Lucía sintió que el suelo desaparecía bajo sus pies. Miró a Adrián, esperando una negativa, una explicación. Pero Adrián bajó la cabeza. Su silencio fue la puñalada definitiva.

Margarita dio un paso adelante, con una sonrisa triunfal que iluminaba su rostro. —Te lo advertí, querida. Un Mendoza siempre deja rastro. ¿Todavía quieres convertirte en nuera de esta familia?

Lucía miró a la mujer con el bebé, luego a Adrián, y finalmente a Margarita. El dolor era insoportable, pero en medio de la agonía, una chispa de claridad la golpeó. Se acercó a la joven, le tomó la mano y miró al bebé. El niño tenía los mismos ojos que Adrián… y los mismos que Margarita.

—Tienes razón, Margarita —dijo Lucía con una calma que heló la sangre de todos los presentes—. Ser una Mendoza es una carga demasiado pesada. Pero no para mí.

Lucía se quitó el anillo de compromiso y lo dejó caer en la palma de la mano de Adrián. Luego, se giró hacia la joven del bebé.

—Huye —le susurró al oído—. Huye ahora que puedes, porque esta mujer no quiere un nieto, quiere un trofeo para controlar.

Lucía caminó hacia la salida de la iglesia, con la cabeza en alto, mientras los invitados seguían en shock. Al pasar al lado de Margarita, se detuvo un segundo.

—Ganaste, Margarita. Te quedas con tu hijo, con tu legado y con tu soledad.

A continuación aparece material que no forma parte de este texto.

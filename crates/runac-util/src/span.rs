//! Source positions and the file(s) a compilation reads from.
//!
//! The source language's compiler only ever processes a single input file
//! per invocation (see the CLI contract), so `SourceMap` is little more than
//! a named buffer - but keeping it a distinct type means `runac-drv` doesn't
//! have to special-case "the one file" everywhere a path or byte buffer is
//! needed.

use std::path::{Path, PathBuf};

/// A 1-based line/column position, paired with its byte offset.
///
/// The lexer hands these out for every token; the parser and generator pass
/// them through diagnostics unchanged.
#[derive(Clone, Copy, Debug, Default, PartialEq, Eq)]
pub struct Span {
    pub offset: usize,
    pub line: u32,
    pub column: u32,
}

impl Span {
    pub const DUMMY: Span = Span {
        offset: 0,
        line: 0,
        column: 0,
    };

    pub fn new(offset: usize, line: u32, column: u32) -> Self {
        Self {
            offset,
            line,
            column,
        }
    }
}

/// The source file being compiled.
pub struct SourceFile {
    pub path: PathBuf,
    pub contents: String,
}

impl SourceFile {
    pub fn read(path: impl AsRef<Path>) -> std::io::Result<Self> {
        let path = path.as_ref().to_path_buf();
        let contents = std::fs::read_to_string(&path)?;
        Ok(Self { path, contents })
    }
}

/// Holds the single file a `runac` invocation compiles.
///
/// A multi-file driver would generalize this to a `Vec<SourceFile>` indexed
/// by a `FileId`, the way a typical compiler's source map works; the source
/// language has no module system beyond the purely cosmetic `Import`
/// statement (see §3.4), so one file is all there ever is.
pub struct SourceMap {
    pub file: SourceFile,
}

impl SourceMap {
    pub fn new(file: SourceFile) -> Self {
        Self { file }
    }
}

Yo me quedo con mi vida.

Lucía salió a la luz del sol, sintiendo el aire fresco en su cara por primera vez en años. No se convirtió en nuera. Se convirtió en algo mucho más poderoso: una mujer libre.

Sin embargo, mientras caminaba hacia su coche, escuchó un grito desde el interior de la iglesia. No era un grito de rabia, era un grito de terror. Lucía no se volvió a mirar, pero en su interior sabía que el verdadero drama de los Mendoza apenas comenzaba, y que ella ya no sería la víctima, sino la única que logró escapar del naufragio.

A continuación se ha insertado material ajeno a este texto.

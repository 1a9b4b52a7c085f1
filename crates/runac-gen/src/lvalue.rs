//! Lvalue address lowering, used by `Set` and by `expr::emit_field_access`'s
//! object receiver. An lvalue address always ends up in `%rbx` (§4.4
//! "Lvalue address generation"), distinct from the `%rax` convention every
//! rvalue uses.

use runac_par::{Expr, TypeRef};
use runac_util::Level;

use crate::codegen::CodeGen;

impl<'a> CodeGen<'a> {
    /// Computes the address of `expr` into `%rbx`. Only `Variable`,
    /// `FieldAccess`, and `ArrayIndex` are valid lvalues; anything else is a
    /// codegen error (the parser never produces a `Set` whose target is a
    /// non-lvalue, but `emit_field_access` calls this on arbitrary
    /// sub-expressions, so the check still earns its keep here).
    pub(crate) fn emit_lvalue(&mut self, expr: &Expr) {
        match expr {
            Expr::Variable(name) => {
                if let Some(local) = self.func.find(*name) {
                    self.emit(format!("    leaq {}, %rbx", local.stack_operand()));
                } else if self.types.global_type(*name).is_some() {
                    self.emit(format!("    leaq {name}(%rip), %rbx"));
                } else {
                    self.handler.fatal(
                        Level::CodegenError,
                        format!("unknown identifier '{}'", name.as_str()),
                        None,
                    );
                }
            }
            Expr::FieldAccess { object, field } => {
                let object_type = self.static_type(object);
                let type_name = match object_type {
                    TypeRef::Named(name) => name,
                    _ => self.handler.fatal(
                        Level::CodegenError,
                        "field access requires an explicitly struct-typed receiver",
                        None,
                    ),
                };
                let layout = self.types.layout(type_name).unwrap_or_else(|| {
                    self.handler
                        .fatal(Level::CodegenError, format!("unknown type '{}'", type_name.as_str()), None)
                });
                let offset = layout
                    .struct_field(*field)
                    .unwrap_or_else(|| {
                        self.handler.fatal(
                            Level::CodegenError,
                            format!("type '{}' has no field '{}'", type_name.as_str(), field.as_str()),
                            None,
                        )
                    })
                    .offset;
                // The object itself may be a struct stored by value inside
                // another struct (a `Line` holding two `Point`s): its
                // address is the *address* of the outer field, not its
                // dereferenced value, so this recurses through `emit_lvalue`
                // rather than `emit_expr`.
                self.emit_lvalue(object);
                self.emit(format!("    addq ${offset}, %rbx"));
            }
            Expr::ArrayIndex { array, index } => {
                self.emit_array_base(array, "%rbx");
                self.emit("    pushq %rbx");
                self.emit_expr(index);
                self.emit("    popq %rbx");
                self.emit("    imulq $8, %rax");
                self.emit("    addq %rax, %rbx");
            }
            _ => self.handler.fatal(
                Level::CodegenError,
                "expression is not assignable",
                None,
            ),
        }
    }
}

Días después, Lucía recibió una llamada de un número desconocido. —Lucía… —era la voz de la joven del bebé, temblando—. Tenías razón. Margarita se llevó al niño. Se encerró en la mansión y no me deja entrar. Dice que ahora el bebé es el único heredero legítimo y que yo ya no hago falta. Por favor… ayúdame.

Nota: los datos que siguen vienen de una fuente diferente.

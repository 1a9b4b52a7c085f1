//! Property test for §8.1 universal property 4 ("parser determinism"):
//! for any token stream the parser accepts, it builds the same AST on
//! repeated runs. Generates small well-formed arithmetic expressions rather
//! than arbitrary strings, since a malformed program hits `Handler::fatal`
//! (which exits the process) instead of returning.

use quickcheck::{Arbitrary, Gen};
use quickcheck_macros::quickcheck;

use runac_par::Parser;
use runac_util::Handler;

const OPS: [&str; 5] = ["plus", "minus", "multiplied by", "divided by", "modulo by"];

#[derive(Clone, Debug)]
enum ExprShape {
    Lit(i64),
    Op(Box<ExprShape>, &'static str, Box<ExprShape>),
}

impl ExprShape {
    fn build(g: &mut Gen, depth: u32) -> Self {
        if depth == 0 || bool::arbitrary(g) {
            ExprShape::Lit((u8::arbitrary(g) as i64) + 1)
        } else {
            let op = OPS[usize::arbitrary(g) % OPS.len()];
            ExprShape::Op(
                Box::new(ExprShape::build(g, depth - 1)),
                op,
                Box::new(ExprShape::build(g, depth - 1)),
            )
        }
    }

    fn render(&self) -> String {
        match self {
            ExprShape::Lit(n) => n.to_string(),
            ExprShape::Op(left, op, right) => format!("{} {} {}", left.render(), op, right.render()),
        }
    }
}

impl Arbitrary for ExprShape {
    fn arbitrary(g: &mut Gen) -> Self {
        ExprShape::build(g, 3)
    }
}

fn parse_debug(source: &str) -> String {
    let handler = Handler::new();
    let mut parser = Parser::new(source, &handler);
    format!("{:?}", parser.parse_program())
}

#[quickcheck]
fn parser_is_deterministic(expr: ExprShape) -> bool {
    let source = format!(
        "Process called \"main\" returns Integer:\n  Return {}\nEnd Process",
        expr.render()
    );
    parse_debug(&source) == parse_debug(&source)
}
//! Function prologue/epilogue and parameter loading (§4.4 "Function
//! prologue", "Calling convention").

use runac_par::Function;
use runac_util::Symbol;

use crate::codegen::{CodeGen, ARG_REGS};
use crate::locals::FunctionState;

impl<'a> CodeGen<'a> {
    pub(crate) fn emit_function(&mut self, function: &Function) {
        self.func = FunctionState::new();
        self.emit(format!(".globl {}", function.name));
        self.emit_label(function.name.as_str());
        self.emit("    pushq %rbp");
        self.emit("    movq %rsp, %rbp");

        let is_main_entry = function.name.as_str() == "main" && function.params.len() == 2;
        if is_main_entry {
            self.emit("    pushq %rdi");
            self.emit("    pushq %rsi");
            self.emit("    call runtime_set_command_line_args@PLT");
            self.emit("    popq %rsi");
            self.emit("    popq %rdi");
        }

        self.emit("    subq $2048, %rsp");

        let register_params = function.params.len().min(6);
        for (i, param) in function.params.iter().take(register_params).enumerate() {
            let offset = self.func.declare(param.name, param.type_ref.clone(), 8, true);
            self.emit(format!("    movq {}, -{offset}(%rbp)", ARG_REGS[i]));
        }
        for (i, param) in function.params.iter().enumerate().skip(6) {
            let positive_offset = 16 + 8 * (i as u64 - 6);
            self.func
                .declare_stack_param(param.name, param.type_ref.clone(), positive_offset);
        }

        for stmt in &function.body {
            self.emit_stmt(stmt);
        }

        if !matches!(function.body.last(), Some(runac_par::Stmt::Return(_))) {
            self.handler.warn(
                format!(
                    "function '{}' falls off the end without a final 'Return'",
                    function.name.as_str()
                ),
                Some(function.span),
            );
        }
    }
}

/// The function the synthesized `main` calls when the program defines no
/// function literally named `main` (§4.4 item 5).
pub(crate) fn first_function_name(functions: &[Function]) -> Option<Symbol> {
    functions.first().map(|f| f.name)
}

Lucía apretó el teléfono. El camino para ser nuera había terminado, pero el camino para hacer justicia acababa de empezar. ¿Estaba dispuesta a volver al infierno por alguien que apenas conocía?

La respuesta estaba en el dibujo de un edificio que tenía sobre su escritorio: sólido, inquebrantable, hecho para resistir la peor de las tormentas.

—Dime dónde estás —respondió Lucía—. Vamos a recuperar a ese niño.